Observation regarding Cat-3 ILS (low visibility approaches), from just above:
"I have been thinking ... Cat 3 Autoland and Cat 3 Autoland with rollout are separate things. It is perfectly possible to do a Cat 3 Autoland (or Cat 2 Autoland) and disconnect the autopilot after nosewheel touchdown!"
The Ops Group Rpt cites the various conflicting restrictions [see docket, Ops Gpt Rpt, pgs 37 & 38] facing those mishap-pilots, when considering a low-visibility ILS approach, with a fail-passive autoland system, to a rwy without rollout guidance. The conflicting rules are mind boggling.

This statement sort of gets to the PROBLEM: neither the mishap-pilots, nor the investigators, seemed capable of sorting-out the various contradictions, cobbled together, to get CERTIFICATION of an MD80-style "fail passive" autoland system.

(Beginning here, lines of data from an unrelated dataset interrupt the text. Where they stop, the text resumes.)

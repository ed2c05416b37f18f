//! Flow entries: semantic forwarding intents rendered into flow-mods.
//!
//! A [`FlowEntry`] is built from a [`FlowKind`] (what traffic) and a
//! [`FlowAction`] (what to do with it), optionally refined, and then
//! rendered into wire bytes with [`FlowEntry::render`]. Every render takes a
//! fresh transaction id.

use bytes::Bytes;
use coin_openflow::consts::{
    ofpp, ETH_TYPE_ARP, ETH_TYPE_IP, IP_PROTO_ICMP, IP_PROTO_IGMP, IP_PROTO_TCP, IP_PROTO_UDP,
    OFP_DEFAULT_MISS_SEND_LEN, OFP_FLOW_PERMANENT, OFP_NO_BUFFER,
};
use coin_openflow::{next_xid, Action, CodecResult, FlowMod, FlowModCommand, IpPrefix, Message, OfpMatch};
use coin_types::MacAddress;

/// Flow priority scale.
#[derive(Debug, Clone, Copy, PartialEq, Eq, PartialOrd, Ord, Hash)]
#[repr(u16)]
pub enum Priority {
    Lowest = 0,
    Lower = 0x2000,
    Low = 0x4000,
    /// `OFP_DEFAULT_PRIORITY`
    Base = 0x8000,
    High = 0xC000,
    Highest = 0xFFFF,
}

impl Priority {
    pub const fn value(self) -> u16 {
        self as u16
    }
}

/// IP protocols with a predefined flow class.
#[derive(Debug, Clone, Copy, PartialEq, Eq, Hash)]
pub enum IpProto {
    Tcp,
    Udp,
    Icmp,
    Igmp,
}

impl IpProto {
    pub const fn number(self) -> u8 {
        match self {
            IpProto::Tcp => IP_PROTO_TCP,
            IpProto::Udp => IP_PROTO_UDP,
            IpProto::Icmp => IP_PROTO_ICMP,
            IpProto::Igmp => IP_PROTO_IGMP,
        }
    }
}

/// Traffic selected by an entry.
#[derive(Debug, Clone, Copy, PartialEq, Eq)]
pub enum FlowKind {
    /// Every packet
    All,
    Arp,
    IpProto(IpProto),
    /// A caller-supplied match
    Exact(OfpMatch),
}

impl FlowKind {
    fn default_priority(&self) -> Priority {
        match self {
            FlowKind::All | FlowKind::Exact(_) => Priority::Lowest,
            FlowKind::Arp | FlowKind::IpProto(_) => Priority::Low,
        }
    }

    fn base_match(&self) -> OfpMatch {
        match *self {
            FlowKind::All => OfpMatch::all(),
            FlowKind::Arp => OfpMatch {
                dl_type: Some(ETH_TYPE_ARP),
                ..OfpMatch::all()
            },
            FlowKind::IpProto(proto) => OfpMatch {
                dl_type: Some(ETH_TYPE_IP),
                nw_proto: Some(proto.number()),
                ..OfpMatch::all()
            },
            FlowKind::Exact(ofp_match) => ofp_match,
        }
    }
}

/// Base treatment of matched traffic; extra outputs are appended to it.
#[derive(Debug, Clone, Copy, PartialEq, Eq)]
pub enum FlowAction {
    /// No actions
    Drop,
    /// Output to the controller
    SendToController,
    /// Output to all ports but the ingress one
    Flood,
}

impl FlowAction {
    fn actions(&self) -> Vec<Action> {
        match self {
            FlowAction::Drop => Vec::new(),
            FlowAction::SendToController => vec![Action::Output {
                port: ofpp::CONTROLLER,
                max_len: OFP_DEFAULT_MISS_SEND_LEN,
            }],
            FlowAction::Flood => vec![Action::Output {
                port: ofpp::FLOOD,
                max_len: OFP_DEFAULT_MISS_SEND_LEN,
            }],
        }
    }
}

/// A fully specified flow entry. Immutable once built.
#[derive(Debug, Clone, PartialEq, Eq)]
pub struct FlowEntry {
    ofp_match: OfpMatch,
    actions: Vec<Action>,
    priority: u16,
    idle_timeout: u16,
    hard_timeout: u16,
    buffer_id: u32,
    out_port: u16,
    flags: u16,
}

impl FlowEntry {
    pub fn builder(kind: FlowKind, action: FlowAction) -> FlowEntryBuilder {
        FlowEntryBuilder::new(kind, action)
    }

    pub fn ofp_match(&self) -> &OfpMatch {
        &self.ofp_match
    }

    pub fn actions(&self) -> &[Action] {
        &self.actions
    }

    pub fn priority(&self) -> u16 {
        self.priority
    }

    pub fn idle_timeout(&self) -> u16 {
        self.idle_timeout
    }

    pub fn hard_timeout(&self) -> u16 {
        self.hard_timeout
    }

    pub fn out_port(&self) -> u16 {
        self.out_port
    }

    pub fn flags(&self) -> u16 {
        self.flags
    }

    pub fn is_permanent(&self) -> bool {
        self.idle_timeout == OFP_FLOW_PERMANENT && self.hard_timeout == OFP_FLOW_PERMANENT
    }

    /// Returns a copy constrained to flows outputting to `port`, as used by
    /// delete-strict.
    pub fn with_out_port(&self, port: u16) -> Self {
        Self {
            out_port: port,
            ..self.clone()
        }
    }

    pub fn to_flow_mod(&self, command: FlowModCommand, cookie: u64) -> FlowMod {
        FlowMod {
            ofp_match: self.ofp_match,
            cookie,
            command,
            idle_timeout: self.idle_timeout,
            hard_timeout: self.hard_timeout,
            priority: self.priority,
            buffer_id: self.buffer_id,
            out_port: self.out_port,
            flags: self.flags,
            actions: self.actions.clone(),
        }
    }

    /// Renders the entry as a flow-mod frame under a fresh transaction id.
    pub fn render(&self, command: FlowModCommand, cookie: u64) -> CodecResult<Bytes> {
        Message::FlowMod(self.to_flow_mod(command, cookie)).encode(next_xid())
    }
}

/// Builder for [`FlowEntry`].
#[derive(Debug, Clone)]
pub struct FlowEntryBuilder {
    kind: FlowKind,
    action: FlowAction,
    priority: Option<u16>,
    idle_timeout: u16,
    hard_timeout: u16,
    in_port: Option<u16>,
    dl_dst: Option<MacAddress>,
    tp_dst: Option<u16>,
    nw_dst: Option<IpPrefix>,
    outputs: Vec<Action>,
    buffer_id: u32,
    out_port: u16,
    flags: u16,
}

impl FlowEntryBuilder {
    fn new(kind: FlowKind, action: FlowAction) -> Self {
        Self {
            kind,
            action,
            priority: None,
            idle_timeout: OFP_FLOW_PERMANENT,
            hard_timeout: OFP_FLOW_PERMANENT,
            in_port: None,
            dl_dst: None,
            tp_dst: None,
            nw_dst: None,
            outputs: Vec::new(),
            buffer_id: OFP_NO_BUFFER,
            out_port: ofpp::NONE,
            flags: 0,
        }
    }

    pub fn priority(mut self, priority: Priority) -> Self {
        self.priority = Some(priority.value());
        self
    }

    pub fn idle_timeout(mut self, secs: u16) -> Self {
        self.idle_timeout = secs;
        self
    }

    pub fn hard_timeout(mut self, secs: u16) -> Self {
        self.hard_timeout = secs;
        self
    }

    pub fn in_port(mut self, port: u16) -> Self {
        self.in_port = Some(port);
        self
    }

    pub fn dl_dst(mut self, mac: MacAddress) -> Self {
        self.dl_dst = Some(mac);
        self
    }

    pub fn tp_dst(mut self, port: u16) -> Self {
        self.tp_dst = Some(port);
        self
    }

    pub fn nw_dst(mut self, prefix: IpPrefix) -> Self {
        self.nw_dst = Some(prefix);
        self
    }

    /// Appends an output action after the base action.
    pub fn output(mut self, action: Action) -> Self {
        self.outputs.push(action);
        self
    }

    pub fn out_port(mut self, port: u16) -> Self {
        self.out_port = port;
        self
    }

    /// Applies the entry to a packet the switch buffered.
    pub fn buffer_id(mut self, buffer_id: u32) -> Self {
        self.buffer_id = buffer_id;
        self
    }

    pub fn flags(mut self, flags: u16) -> Self {
        self.flags = flags;
        self
    }

    pub fn build(self) -> FlowEntry {
        let mut ofp_match = self.kind.base_match();
        if let Some(port) = self.in_port {
            ofp_match.in_port = Some(port);
        }
        if let Some(mac) = self.dl_dst {
            ofp_match.dl_dst = Some(mac);
        }
        if let Some(port) = self.tp_dst {
            ofp_match.tp_dst = Some(port);
        }
        if let Some(prefix) = self.nw_dst {
            ofp_match.nw_dst = Some(prefix);
            // Network fields are ignored by the switch without a datalink type.
            ofp_match.dl_type.get_or_insert(ETH_TYPE_IP);
        }

        let mut actions = self.action.actions();
        actions.extend(self.outputs);

        FlowEntry {
            ofp_match,
            actions,
            priority: self
                .priority
                .unwrap_or_else(|| self.kind.default_priority().value()),
            idle_timeout: self.idle_timeout,
            hard_timeout: self.hard_timeout,
            buffer_id: self.buffer_id,
            out_port: self.out_port,
            flags: self.flags,
        }
    }
}

#[cfg(test)]
mod tests {
    use super::*;
    use coin_openflow::consts::{DHCP_CLIENT_PORT, OFP_FLOW_MOD_LEN};
    use pretty_assertions::assert_eq;
    use std::net::Ipv4Addr;

    #[test]
    fn test_priority_order() {
        assert!(Priority::Lowest < Priority::Lower);
        assert!(Priority::Lower < Priority::Low);
        assert!(Priority::Low < Priority::Base);
        assert!(Priority::Base < Priority::High);
        assert!(Priority::High < Priority::Highest);
        assert_eq!(Priority::Base.value(), 0x8000);
    }

    #[test]
    fn test_default_priorities() {
        let all = FlowEntry::builder(FlowKind::All, FlowAction::Drop).build();
        assert_eq!(all.priority(), 0);
        assert!(all.actions().is_empty());
        assert!(all.is_permanent());

        let arp = FlowEntry::builder(FlowKind::Arp, FlowAction::Flood).build();
        assert_eq!(arp.priority(), Priority::Low.value());
        assert_eq!(arp.ofp_match().dl_type, Some(ETH_TYPE_ARP));

        let exact = FlowEntry::builder(FlowKind::Exact(OfpMatch::all()), FlowAction::Drop).build();
        assert_eq!(exact.priority(), Priority::Lowest.value());
    }

    #[test]
    fn test_udp_entry_with_refinements() {
        let mac: MacAddress = "02:00:00:00:00:01".parse().unwrap();
        let entry = FlowEntry::builder(FlowKind::IpProto(IpProto::Udp), FlowAction::Drop)
            .in_port(3)
            .dl_dst(mac)
            .tp_dst(DHCP_CLIENT_PORT)
            .output(Action::output_full(4))
            .build();

        let expected = OfpMatch {
            in_port: Some(3),
            dl_dst: Some(mac),
            dl_type: Some(ETH_TYPE_IP),
            nw_proto: Some(IP_PROTO_UDP),
            tp_dst: Some(68),
            ..OfpMatch::all()
        };
        assert_eq!(entry.ofp_match(), &expected);
        assert_eq!(entry.actions(), &[Action::output_full(4)]);
    }

    #[test]
    fn test_send_to_controller_actions() {
        let entry =
            FlowEntry::builder(FlowKind::IpProto(IpProto::Tcp), FlowAction::SendToController)
                .output(Action::output(1))
                .build();
        assert_eq!(
            entry.actions(),
            &[
                Action::Output {
                    port: ofpp::CONTROLLER,
                    max_len: 128
                },
                Action::output(1)
            ]
        );
    }

    #[test]
    fn test_nw_dst_implies_ip() {
        let entry = FlowEntry::builder(FlowKind::All, FlowAction::Drop)
            .nw_dst(IpPrefix::host(Ipv4Addr::new(10, 0, 0, 5)))
            .build();
        assert_eq!(entry.ofp_match().dl_type, Some(ETH_TYPE_IP));
    }

    #[test]
    fn test_render_layout() {
        let entry = FlowEntry::builder(FlowKind::All, FlowAction::Drop)
            .priority(Priority::High)
            .build();
        let bytes = entry.render(FlowModCommand::Add, 0).unwrap();

        assert_eq!(bytes.len(), OFP_FLOW_MOD_LEN);
        assert_eq!(&bytes[62..64], &[0xC0, 0x00]);

        let (_, message) = Message::decode(&bytes).unwrap();
        match message {
            Message::FlowMod(fm) => {
                assert_eq!(fm.command, FlowModCommand::Add);
                assert_eq!(fm.buffer_id, OFP_NO_BUFFER);
                assert_eq!(fm.out_port, ofpp::NONE);
            }
            other => panic!("unexpected message {:?}", other),
        }
    }

    #[test]
    fn test_render_assigns_fresh_xid() {
        let entry = FlowEntry::builder(FlowKind::All, FlowAction::Drop).build();
        let first = entry.render(FlowModCommand::Add, 0).unwrap();
        let second = entry.render(FlowModCommand::Add, 0).unwrap();
        assert_ne!(&first[4..8], &second[4..8]);
    }

    #[test]
    fn test_with_out_port() {
        let entry = FlowEntry::builder(FlowKind::All, FlowAction::Drop).build();
        let constrained = entry.with_out_port(7);
        assert_eq!(constrained.out_port(), 7);
        assert_eq!(constrained.ofp_match(), entry.ofp_match());
    }
}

This CAT-3 evolution since the late 1970's, regarding very low visibility landings, has now is become foggy. The MD80 was certificated during 1980. By 1980, the L1011 had almost a decade of low-vis autoland history. At Boeing, in 1980, one customer had order ten B747SPs, but they wanted full Cat-3 autoland on that new "model" SP [new because of the Autoland cert'].

That test program (B747SP w/Autoland) proved to be a show-stopper: That test-version red&white B747SP stayed-on at the Test Center for about 10 months extra, with the customer getting late-fee payments, from the manufacturer, for every day-late.

Meanwhile, down south at Long Beach, the MD80 Cert' seemed to get some sort of odd certification for a Cat-3 ILS landing system, employing a human's Decision Height (rather than the usual Cat-3 Alert Height), with only a Fail-Passive Autoland System: Something goofy was happening!!! This stretching of the Cat-3 philosophy, just to get that "Fail Passive" product certified, was leading us to the sort of COMPLEXITY that neither pilots nor investigators would comprehend. And this "fail-passive" Cat-3 Certification WEAKNESS (complexity), is NOT mentioned anywhere in the NTSB's P.C.

Last edited by IGh; 4th Jul 2011 at 16:00.